Mutations in DNA gyrase and/or topoisomerase IV genes are frequently encountered in quinolone-resistant mutants of Streptococcus pneumoniae . To investigate the mechanism of their effects at the molecular and cellular levels, we have used an Escherichia coli system to overexpress S . pneumoniae gyrase gyrA and topoisomerase IV parC genes encoding respective Ser81Phe and Ser79Phe mutations, two changes widely associated with quinolone resistance.
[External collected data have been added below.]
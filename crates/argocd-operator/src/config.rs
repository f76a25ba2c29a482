//! Operator command line and environment configuration

use std::time::Duration;

use argocd_common::telemetry::LogFormat;
use clap::Parser;

/// Default field manager for server-side apply
pub const DEFAULT_FIELD_MANAGER: &str = "argocd-operator";

/// Argo CD operator - reconciles application controller StatefulSets
#[derive(Parser, Debug, Clone)]
#[command(name = "argocd-operator", version, about, long_about = None)]
pub struct OperatorConfig {
    /// Print CRD manifests and exit
    #[arg(long)]
    pub crd: bool,

    /// Only watch ArgoCD resources in this namespace
    #[arg(long, env = "WATCH_NAMESPACE")]
    pub namespace: Option<String>,

    /// Field manager used for server-side apply
    #[arg(long, env = "ARGOCD_FIELD_MANAGER", default_value = DEFAULT_FIELD_MANAGER)]
    pub field_manager: String,

    /// Seconds between periodic reconciliations
    #[arg(long, env = "ARGOCD_REQUEUE_SECS", default_value_t = 300)]
    pub requeue_secs: u64,

    /// Seconds before retrying a failed reconciliation
    #[arg(long, env = "ARGOCD_ERROR_REQUEUE_SECS", default_value_t = 30)]
    pub error_requeue_secs: u64,

    /// Log output format
    #[arg(long, env = "ARGOCD_LOG_FORMAT", value_enum, default_value_t = LogFormat::Text)]
    pub log_format: LogFormat,
}

impl OperatorConfig {
    /// Periodic requeue interval
    pub fn requeue(&self) -> Duration {
        Duration::from_secs(self.requeue_secs)
    }

    /// Requeue interval after a retryable failure
    pub fn error_requeue(&self) -> Duration {
        Duration::from_secs(self.error_requeue_secs)
    }
}
//! Common types for the Argo CD operator: CRDs, errors, metadata and tracing setup

#![deny(missing_docs)]

pub mod crd;
pub mod error;
pub mod kube_utils;
pub mod telemetry;

pub use error::Error;

/// Result type alias using our custom Error type
pub type Result<T> = std::result::Result<T, Error>;

// =============================================================================
// Well-known labels
// =============================================================================

/// Label carrying the component instance name; used as the pod selector
pub const LABEL_NAME: &str = "app.kubernetes.io/name";

/// Label naming the application a component belongs to
pub const LABEL_PART_OF: &str = "app.kubernetes.io/part-of";

/// Label naming the component role (application-controller, redis, ...)
pub const LABEL_COMPONENT: &str = "app.kubernetes.io/component";

/// Label identifying the tool managing a resource
pub const LABEL_MANAGED_BY: &str = "app.kubernetes.io/managed-by";

/// Value of [`LABEL_PART_OF`] on every managed resource
pub const LABEL_PART_OF_ARGOCD: &str = "argocd";

/// Value of [`LABEL_MANAGED_BY`] on every managed resource
pub const LABEL_MANAGED_BY_OPERATOR: &str = "argocd-operator";

/// Pod template label stamped with the time of the last image change
pub const LABEL_IMAGE_UPGRADED: &str = "image.upgraded";

/// Annotation tying a shared secret to the ArgoCD instance that owns it
pub const ANNOTATION_ARGOCD_NAME: &str = "argocds.argoproj.io/name";

// =============================================================================
// Well-known object names
// =============================================================================

/// Secret holding the repo-server TLS material
pub const REPO_SERVER_TLS_SECRET: &str = "argocd-repo-server-tls";

/// Secret holding the redis TLS material
pub const REDIS_TLS_SECRET: &str = "argocd-operator-redis-tls";

/// Secret type Kubernetes assigns to TLS key pairs
pub const SECRET_TYPE_TLS: &str = "kubernetes.io/tls";
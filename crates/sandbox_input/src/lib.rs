//! Input handling for the sandbox fly camera
//!
//! WASD flies along the view direction and dragging with the right mouse
//! button turns the camera.

mod camera_controller;

pub use camera_controller::{CameraControl, CameraController, DEFAULT_LOOK_SENSITIVITY, DEFAULT_MOVE_SPEED};
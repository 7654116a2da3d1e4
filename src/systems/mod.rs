//! Application systems
//!
//! Window, simulation and rendering, kept out of main.rs so each can be
//! driven and tested on its own.

mod render;
mod simulation;
mod window;

pub use render::{RenderError, RenderSystem, UiFrame};
pub use simulation::{SimulationResult, SimulationSystem};
pub use window::{WindowError, WindowSystem};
Nickel chelate chromatography yielded highly purified mutant His-tagged proteins that, in the presence of the corresponding GyrB and ParE subunits, reconstituted gyrase and topoisomerase IV complexes with wild-type specific activities. In enzyme inhibition or DNA cleavage assays, these mutant enzyme complexes were at least 8- to 16-fold less responsive to both sparfloxacin and ciprofloxacin. The ciprofloxacin-resistant (Cip ^r ) phenotype was silent in a sparfloxacin-resistant (Spx ^r ) S . pneumoniae gyrA (Ser81Phe) strain expressing a demonstrably wild-type topoisomerase IV, whereas Spx ^r was silent in a Cip ^r parC (Ser79Phe) strain. These epistatic effects provide strong support for a model in which quinolones kill S . pneumoniae by acting not as enzyme inhibitors but as cellular poisons, with sparfloxacin killing preferentially through gyrase and ciprofloxacin through topoisomerase IV. By immunoblotting using subunit-specific antisera, intracellular GyrA/GyrB levels were a modest threefold higher than those of ParC/ParE, most likely insufficient to allow selective drug action by counterbalancing the 20- to 40-fold preference for cleavable-complex formation through topoisomerase IV observed in vitro. To reconcile these results, we suggest that drug-dependent differences in the efficiency by which ternary complexes are formed, processed, or repaired in S . pneumoniae may be key factors determining the killing pathway.